◆ **Task prompt**
Reproduce the records precisely. Every line should be included.
### Source material ###
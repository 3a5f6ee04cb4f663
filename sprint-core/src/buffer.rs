//! Persisted, ordered buffer of captured entries.
//!
//! The buffer is a JSON array of [`BufferEntry`] records. Order is
//! meaningful: the most recently added or replaced entry is last.

use std::fs;
use std::path::{Path, PathBuf};

use chrono::Utc;

use crate::error::{Error, Result};
use crate::models::{BufferEntry, EntrySource};

#[derive(Debug, Clone)]
pub struct EntryBuffer {
    path: PathBuf,
    entries: Vec<BufferEntry>,
}

impl EntryBuffer {
    /// An empty buffer backed by `path`. Nothing is read or written.
    pub fn new(path: impl Into<PathBuf>) -> Self {
        Self {
            path: path.into(),
            entries: Vec::new(),
        }
    }

    /// Load the buffer stored at `path`. A missing file is an empty buffer.
    pub fn load(path: impl Into<PathBuf>) -> Result<Self> {
        let path = path.into();
        if !path.exists() {
            tracing::debug!("No buffer at {}, starting empty", path.display());
            return Ok(Self::new(path));
        }

        let content = fs::read_to_string(&path).map_err(|e| Error::io(&path, e))?;
        let entries: Vec<BufferEntry> =
            serde_json::from_str(&content).map_err(|e| Error::parse(&path, e))?;

        tracing::debug!("Loaded {} buffer entries from {}", entries.len(), path.display());
        Ok(Self { path, entries })
    }

    /// Write the buffer to its file, creating parent directories as needed.
    pub fn save(&self) -> Result<()> {
        if let Some(parent) = self.path.parent() {
            fs::create_dir_all(parent).map_err(|e| Error::io(parent, e))?;
        }

        let content =
            serde_json::to_string_pretty(&self.entries).map_err(|e| Error::encode(&self.path, e))?;
        fs::write(&self.path, content).map_err(|e| Error::io(&self.path, e))?;

        tracing::debug!("Saved {} buffer entries to {}", self.entries.len(), self.path.display());
        Ok(())
    }

    pub fn path(&self) -> &Path {
        &self.path
    }

    pub fn entries(&self) -> &[BufferEntry] {
        &self.entries
    }

    pub fn len(&self) -> usize {
        self.entries.len()
    }

    pub fn is_empty(&self) -> bool {
        self.entries.is_empty()
    }

    pub fn get(&self, label: &str) -> Option<&BufferEntry> {
        self.entries.iter().find(|e| e.label == label)
    }

    pub fn contains(&self, label: &str) -> bool {
        self.get(label).is_some()
    }

    /// Insert or replace the entry for `label`. The entry moves to the end.
    pub fn add(&mut self, label: impl Into<String>, content: impl Into<String>, source: EntrySource) {
        let label = label.into();
        self.entries.retain(|e| e.label != label);
        self.entries.push(BufferEntry {
            label,
            content: content.into(),
            source,
            captured_at: Some(Utc::now()),
        });
    }

    /// Remove the entry for `label`. Absent labels are ignored; callers that
    /// need to report "not found" check [`contains`](Self::contains) first.
    pub fn remove(&mut self, label: &str) {
        self.entries.retain(|e| e.label != label);
    }

    pub fn clear(&mut self) {
        self.entries.clear();
    }

    /// Rename an entry without changing its content or position.
    ///
    /// If another entry already uses `new_label`, that entry is dropped so
    /// labels stay unique.
    pub fn relabel(&mut self, old_label: &str, new_label: impl Into<String>) -> Result<()> {
        let new_label = new_label.into();
        if !self.contains(old_label) {
            return Err(Error::NotFound(format!(
                "Label '{}' not found in buffer.",
                old_label
            )));
        }
        if old_label == new_label {
            return Ok(());
        }

        self.entries.retain(|e| e.label != new_label);
        if let Some(entry) = self.entries.iter_mut().find(|e| e.label == old_label) {
            entry.label = new_label;
        }
        Ok(())
    }

    /// Replace the content of an existing entry in place.
    pub fn set_content(&mut self, label: &str, content: impl Into<String>) -> Result<()> {
        let entry = self
            .entries
            .iter_mut()
            .find(|e| e.label == label)
            .ok_or_else(|| Error::NotFound(format!("Label '{}' not found in buffer.", label)))?;
        entry.content = content.into();
        Ok(())
    }
}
###
◆ **Result of this task**
repository 3a5f6ee04cb4f663
filename sprint-core/src/buffer.rs
//! Persisted, ordered buffer of captured entries.
//!
//! The buffer is a JSON array of [`BufferEntry`] records. Order is
//! meaningful: the most recently added or replaced entry is last.

use std::fs;
use std::path::{Path, PathBuf};

use chrono::Utc;

use crate::error::{Error, Result};
use crate::models::{BufferEntry, EntrySource};

#[derive(Debug, Clone)]
pub struct EntryBuffer {
    path: PathBuf,
    entries: Vec<BufferEntry>,
}

impl EntryBuffer {
    /// An empty buffer backed by `path`. Nothing is read or written.
    pub fn new(path: impl Into<PathBuf>) -> Self {
        Self {
            path: path.into(),
            entries: Vec::new(),
        }
    }

    /// Load the buffer stored at `path`. A missing file is an empty buffer.
    pub fn load(path: impl Into<PathBuf>) -> Result<Self> {
        let path = path.into();
        if !path.exists() {
            tracing::debug!("No buffer at {}, starting empty", path.display());
            return Ok(Self::new(path));
        }

        let content = fs::read_to_string(&path).map_err(|e| Error::io(&path, e))?;
        let entries: Vec<BufferEntry> =
            serde_json::from_str(&content).map_err(|e| Error::parse(&path, e))?;

        tracing::debug!("Loaded {} buffer entries from {}", entries.len(), path.display());
        Ok(Self { path, entries })
    }

    /// Write the buffer to its file, creating parent directories as needed.
    pub fn save(&self) -> Result<()> {
        if let Some(parent) = self.path.parent() {
            fs::create_dir_all(parent).map_err(|e| Error::io(parent, e))?;
        }

        let content =
            serde_json::to_string_pretty(&self.entries).map_err(|e| Error::encode(&self.path, e))?;
        fs::write(&self.path, content).map_err(|e| Error::io(&self.path, e))?;

        tracing::debug!("Saved {} buffer entries to {}", self.entries.len(), self.path.display());
        Ok(())
    }

    pub fn path(&self) -> &Path {
        &self.path
    }

    pub fn entries(&self) -> &[BufferEntry] {
        &self.entries
    }

    pub fn len(&self) -> usize {
        self.entries.len()
    }

    pub fn is_empty(&self) -> bool {
        self.entries.is_empty()
    }

    pub fn get(&self, label: &str) -> Option<&BufferEntry> {
        self.entries.iter().find(|e| e.label == label)
    }

    pub fn contains(&self, label: &str) -> bool {
        self.get(label).is_some()
    }

    /// Insert or replace the entry for `label`. The entry moves to the end.
    pub fn add(&mut self, label: impl Into<String>, content: impl Into<String>, source: EntrySource) {
        let label = label.into();
        self.entries.retain(|e| e.label != label);
        self.entries.push(BufferEntry {
            label,
            content: content.into(),
            source,
            captured_at: Some(Utc::now()),
        });
    }

    /// Remove the entry for `label`. Absent labels are ignored; callers that
    /// need to report "not found" check [`contains`](Self::contains) first.
    pub fn remove(&mut self, label: &str) {
        self.entries.retain(|e| e.label != label);
    }

    pub fn clear(&mut self) {
        self.entries.clear();
    }

    /// Rename an entry without changing its content or position.
    ///
    /// If another entry already uses `new_label`, that entry is dropped so
    /// labels stay unique.
    pub fn relabel(&mut self, old_label: &str, new_label: impl Into<String>) -> Result<()> {
        let new_label = new_label.into();
        if !self.contains(old_label) {
            return Err(Error::NotFound(format!(
                "Label '{}' not found in buffer.",
                old_label
            )));
        }
        if old_label == new_label {
            return Ok(());
        }

        self.entries.retain(|e| e.label != new_label);
        if let Some(entry) = self.entries.iter_mut().find(|e| e.label == old_label) {
            entry.label = new_label;
        }
        Ok(())
    }

    /// Replace the content of an existing entry in place.
    pub fn set_content(&mut self, label: &str, content: impl Into<String>) -> Result<()> {
        let entry = self
            .entries
            .iter_mut()
            .find(|e| e.label == label)
            .ok_or_else(|| Error::NotFound(format!("Label '{}' not found in buffer.", label)))?;
        entry.content = content.into();
        Ok(())
    }
}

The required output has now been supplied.